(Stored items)
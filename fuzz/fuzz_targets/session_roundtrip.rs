#![no_main]

use handoff::cleanup::CleanupPlan;
use handoff::types::{Session, release_tag};
use libfuzzer_sys::fuzz_target;

fuzz_target!(|data: &[u8]| {
    if let Ok(session) = serde_json::from_slice::<Session>(data) {
        let json = serde_json::to_vec(&session).expect("serialize");
        let parsed: Session = serde_json::from_slice(&json).expect("reparse");
        assert_eq!(session, parsed);
        assert_eq!(
            session.tag(),
            release_tag(session.release_prefix.as_deref(), &session.version)
        );
    }

    if let Ok(plan) = serde_json::from_slice::<CleanupPlan>(data) {
        let json = serde_json::to_vec(&plan).expect("serialize");
        let parsed: CleanupPlan = serde_json::from_slice(&json).expect("reparse");
        assert_eq!(plan, parsed);
    }
});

- YOUR TASK -
Your task is to retype all of the lines above exactly.

- RESPONSE TO THIS EXERCISE -
filename fuzz/fuzz_targets/session_roundtrip.rs
#![no_main]

use handoff::cleanup::CleanupPlan;
use handoff::types::{Session, release_tag};
use libfuzzer_sys::fuzz_target;

fuzz_target!(|data: &[u8]| {
    if let Ok(session) = serde_json::from_slice::<Session>(data) {
        let json = serde_json::to_vec(&session).expect("serialize");
        let parsed: Session = serde_json::from_slice(&json).expect("reparse");
        assert_eq!(session, parsed);
        assert_eq!(
            session.tag(),
            release_tag(session.release_prefix.as_deref(), &session.version)
        );
    }

    if let Ok(plan) = serde_json::from_slice::<CleanupPlan>(data) {
        let json = serde_json::to_vec(&plan).expect("serialize");
        let parsed: CleanupPlan = serde_json::from_slice(&json).expect("reparse");
        assert_eq!(plan, parsed);
    }
});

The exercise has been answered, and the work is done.